What the task asks
Copy every line of the records that includes the word "source".

Dataset entries:
- Opening Delimiter -
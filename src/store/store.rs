use std::any::Any;
use std::collections::BTreeMap;
use std::sync::{Arc, RwLock};

use serde_json::Value;

use crate::runtime::Runtime;
use crate::store::builder::StoreBuilder;
use crate::store::derived::Derived;
use crate::store::error::StoreError;
use crate::store::handle::ModuleHandle;
use crate::store::module::Module;

type Subscriber = Box<dyn Fn(&CommitEvent) + Send + Sync>;

/// Notification passed to store-wide subscribers after each commit.
#[derive(Clone, Debug)]
pub struct CommitEvent {
    /// Key of the module that committed.
    pub module: String,
    /// The committed mutation, rendered with its `Debug` impl.
    pub mutation: String,
}

/// A mounted module's state plus the runtime cell it is tracked under.
pub(crate) struct StateCell<S> {
    pub(crate) value: Arc<RwLock<S>>,
    pub(crate) id: usize,
}

/// A module together with its live state, as kept in the registry.
pub(crate) struct Mounted<M: Module> {
    pub(crate) module: M,
    pub(crate) cell: StateCell<M::State>,
}

/// Object-safe view of a mounted module for the string-keyed registry.
pub(crate) trait AnyMounted: Send + Sync {
    fn snapshot(&self) -> Result<Value, serde_json::Error>;
    fn into_any(self: Arc<Self>) -> Arc<dyn Any + Send + Sync>;
}

impl<M: Module> AnyMounted for Mounted<M> {
    fn snapshot(&self) -> Result<Value, serde_json::Error> {
        let state = self.cell.value.read().unwrap();
        serde_json::to_value(&*state)
    }

    fn into_any(self: Arc<Self>) -> Arc<dyn Any + Send + Sync> {
        self
    }
}

pub(crate) struct StoreInner {
    pub(crate) modules: BTreeMap<String, Arc<dyn AnyMounted>>,
    pub(crate) subscribers: RwLock<Vec<Subscriber>>,
    pub(crate) runtime: Arc<Runtime>,
}

impl StoreInner {
    pub(crate) fn has_subscribers(&self) -> bool {
        !self.subscribers.read().unwrap().is_empty()
    }

    pub(crate) fn emit(&self, event: &CommitEvent) {
        let subscribers = self.subscribers.read().unwrap();
        for subscriber in subscribers.iter() {
            subscriber(event);
        }
    }
}

/// The central state container.
///
/// A store is a fixed mapping from string keys to mounted [`Module`]s,
/// sealed when [`StoreBuilder::build`] runs. All interaction goes through
/// typed [`ModuleHandle`]s obtained with [`Store::module`]; the store
/// itself only offers the cross-module surface: subscriptions, snapshots
/// and derived values.
///
/// Stores are cheap to clone; clones share the same state. Independent
/// stores never share state, even within one process.
///
/// # Examples
///
/// ```
/// use number_place_store::number_place::{self, Cell, Mutation, NumberPlace};
/// use number_place_store::Store;
///
/// let store = Store::builder()
///     .module(number_place::KEY, NumberPlace::default())?
///     .build();
///
/// let game = store.module::<NumberPlace>(number_place::KEY)?;
/// game.commit(Mutation::Select(Cell::new(3, 4)));
/// assert_eq!(game.read(|s| s.selected), Some(Cell::new(3, 4)));
/// # Ok::<(), number_place_store::StoreError>(())
/// ```
pub struct Store {
    inner: Arc<StoreInner>,
}

impl Store {
    /// Start building a store. Modules mount on the runtime that is
    /// current when this is called.
    pub fn builder() -> StoreBuilder {
        StoreBuilder::new()
    }

    pub(crate) fn from_inner(inner: Arc<StoreInner>) -> Self {
        Self { inner }
    }

    /// Typed access to the module mounted under `key`.
    ///
    /// Fails if the key is unknown, or if the module under it is not an
    /// `M`.
    pub fn module<M: Module>(&self, key: &str) -> Result<ModuleHandle<M>, StoreError> {
        let mounted = self
            .inner
            .modules
            .get(key)
            .ok_or_else(|| StoreError::UnknownModule(key.to_string()))?;

        let mounted = Arc::clone(mounted)
            .into_any()
            .downcast::<Mounted<M>>()
            .map_err(|_| StoreError::ModuleShape {
                key: key.to_string(),
                expected: std::any::type_name::<M>(),
            })?;

        Ok(ModuleHandle::new(
            key.to_string(),
            mounted,
            Arc::clone(&self.inner),
        ))
    }

    /// Whether a module is mounted under `key`.
    pub fn contains(&self, key: &str) -> bool {
        self.inner.modules.contains_key(key)
    }

    /// Keys of every mounted module, sorted.
    pub fn module_keys(&self) -> Vec<String> {
        self.inner.modules.keys().cloned().collect()
    }

    /// Number of mounted modules.
    pub fn len(&self) -> usize {
        self.inner.modules.len()
    }

    pub fn is_empty(&self) -> bool {
        self.inner.modules.is_empty()
    }

    /// Subscribe to commits from every module in this store.
    ///
    /// Callbacks run on the committing thread, in registration order,
    /// after the state change has landed. Committing from inside a
    /// callback is not supported.
    pub fn subscribe<F>(&self, f: F)
    where
        F: Fn(&CommitEvent) + Send + Sync + 'static,
    {
        self.inner.subscribers.write().unwrap().push(Box::new(f));
    }

    /// Serialize the full state tree: one JSON object keyed by module.
    pub fn snapshot(&self) -> Result<Value, StoreError> {
        let mut tree = serde_json::Map::new();
        for (key, mounted) in &self.inner.modules {
            let state = mounted.snapshot().map_err(|source| StoreError::Snapshot {
                module: key.clone(),
                source,
            })?;
            tree.insert(key.clone(), state);
        }
        Ok(Value::Object(tree))
    }

    /// A cached value computed from any state in this store.
    ///
    /// `f` may read through any number of module handles; every read is
    /// tracked, and the value recomputes lazily once any of them changes.
    pub fn derived<T, F>(&self, f: F) -> Derived<T>
    where
        T: Clone + Send + Sync + 'static,
        F: Fn() -> T + Send + Sync + 'static,
    {
        Derived::new(Arc::clone(&self.inner.runtime), f)
    }
}

impl Clone for Store {
    fn clone(&self) -> Self {
        Self {
            inner: Arc::clone(&self.inner),
        }
    }
}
- Closing Delimiter -
Written response
            let state = mounted.snapshot().map_err(|source| StoreError::Snapshot {
                source,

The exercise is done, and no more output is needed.